(ASSIGNMENT): In the records below, find the lines that include "GenericImage" and copy each.

Saved data entries:
↓↓↓

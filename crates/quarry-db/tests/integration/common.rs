use chrono::{DateTime, NaiveDate, TimeZone, Utc};
use quarry_core::models::{NewJobRecord, compute_identity_hash};
use quarry_core::source::SourceType;
use quarry_db::Database;
use sqlx::postgres::PgPoolOptions;
use testcontainers::core::{ContainerPort, WaitFor};
use testcontainers::runners::AsyncRunner;
use testcontainers::{ContainerAsync, GenericImage, ImageExt};
use uuid::Uuid;

/// Starts PostgreSQL in a container and returns a migrated [`Database`].
///
/// Keep the container handle alive for the whole test; dropping it stops
/// the database.
pub async fn setup_test_db() -> (Database, ContainerAsync<GenericImage>) {
    let container = GenericImage::new("postgres", "16")
        .with_exposed_port(ContainerPort::Tcp(5432))
        .with_wait_for(WaitFor::message_on_stderr(
            "database system is ready to accept connections",
        ))
        .with_env_var("POSTGRES_PASSWORD", "postgres")
        .with_env_var("POSTGRES_DB", "quarry_test")
        .start()
        .await
        .expect("Failed to start PostgreSQL container");

    let host = container.get_host().await.expect("Failed to get host");
    let port = container
        .get_host_port_ipv4(5432)
        .await
        .expect("Failed to get port");

    let connection_string = format!("postgresql://postgres:postgres@{host}:{port}/quarry_test");

    // The server restarts once after init, so the first connects can fail.
    const MAX_RETRIES: u32 = 30;
    let mut retries = 0;
    let pool = loop {
        match PgPoolOptions::new()
            .max_connections(5)
            .connect(&connection_string)
            .await
        {
            Ok(pool) => break pool,
            Err(e) => {
                retries += 1;
                if retries >= MAX_RETRIES {
                    panic!("Failed to connect to database after {MAX_RETRIES} retries: {e}");
                }
                tokio::time::sleep(std::time::Duration::from_millis(100)).await;
            }
        }
    };

    let db = Database::from_pool(pool);
    db.migrate().await.expect("Failed to run migrations");

    (db, container)
}

pub fn at(hour: u32) -> DateTime<Utc> {
    Utc.with_ymd_and_hms(2026, 3, 14, hour, 0, 0).unwrap()
}

/// A normalized record for `job_url`, attributed to `source_id`.
pub fn record(source_id: Uuid, job_url: &str, posted: NaiveDate, scraped_hour: u32) -> NewJobRecord {
    NewJobRecord {
        identity_hash: compute_identity_hash(job_url),
        title: "Backend Engineer".into(),
        source_id,
        source_name: "Acme".into(),
        location: "Remote".into(),
        salary: Some("$120k - $150k".into()),
        sector: "engineering".into(),
        description_short: "Build APIs".into(),
        description_full: "Build APIs in Rust.".into(),
        requirements: "Rust\nSQL".into(),
        skills: ["rust".to_string(), "sql".to_string()].into_iter().collect(),
        job_url: job_url.into(),
        source_type: SourceType::Lever,
        posted_date: posted,
        scraped_at: at(scraped_hour),
    }
}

↑↑↑

(RESPONSE):
use testcontainers::{ContainerAsync, GenericImage, ImageExt};
pub async fn setup_test_db() -> (Database, ContainerAsync<GenericImage>) {
    let container = GenericImage::new("postgres", "16")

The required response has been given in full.